• [Data shown]:
________

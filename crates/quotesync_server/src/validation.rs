//! Payload validation.

use quotesync_protocol::{FieldViolation, Payload};
use serde_json::Value;

/// Business-rule check run on every pushed payload before it is stored.
pub trait PayloadValidator: Send + Sync {
    /// Returns every violated rule. An empty list means the payload is valid.
    fn validate(&self, payload: &Payload) -> Vec<FieldViolation>;
}

/// Validator that accepts every payload.
#[derive(Debug, Default, Clone, Copy)]
pub struct AcceptAll;

impl PayloadValidator for AcceptAll {
    fn validate(&self, _payload: &Payload) -> Vec<FieldViolation> {
        Vec::new()
    }
}

/// Declarative field rules.
#[derive(Debug, Default, Clone)]
pub struct FieldRules {
    required: Vec<String>,
    non_negative: Vec<String>,
}

impl FieldRules {
    /// Creates an empty rule set.
    pub fn new() -> Self {
        Self::default()
    }

    /// Requires `field` to be present and non-null.
    pub fn require(mut self, field: impl Into<String>) -> Self {
        self.required.push(field.into());
        self
    }

    /// Requires `field`, when present, to be a number no lower than zero.
    pub fn non_negative(mut self, field: impl Into<String>) -> Self {
        self.non_negative.push(field.into());
        self
    }
}

impl PayloadValidator for FieldRules {
    fn validate(&self, payload: &Payload) -> Vec<FieldViolation> {
        let mut violations = Vec::new();

        for field in &self.required {
            if matches!(payload.get(field), None | Some(Value::Null)) {
                violations.push(FieldViolation::new(field, "is required"));
            }
        }

        for field in &self.non_negative {
            match payload.get(field) {
                None | Some(Value::Null) => {}
                Some(Value::Number(n)) => {
                    if n.as_f64().is_some_and(|v| v < 0.0) {
                        violations.push(FieldViolation::new(field, "must not be negative"));
                    }
                }
                Some(_) => violations.push(FieldViolation::new(field, "must be a number")),
            }
        }

        violations
    }
}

________

• [Work to be completed]: There is a run of lines above from the one with "empty rule set." to the one with "self.required.push(field.into());"; print exactly that run, both ends included, and nothing else.

• [Response]:
    /// Creates an empty rule set.
    pub fn new() -> Self {
        Self::default()
    }

    /// Requires `field` to be present and non-null.
    pub fn require(mut self, field: impl Into<String>) -> Self {
        self.required.push(field.into());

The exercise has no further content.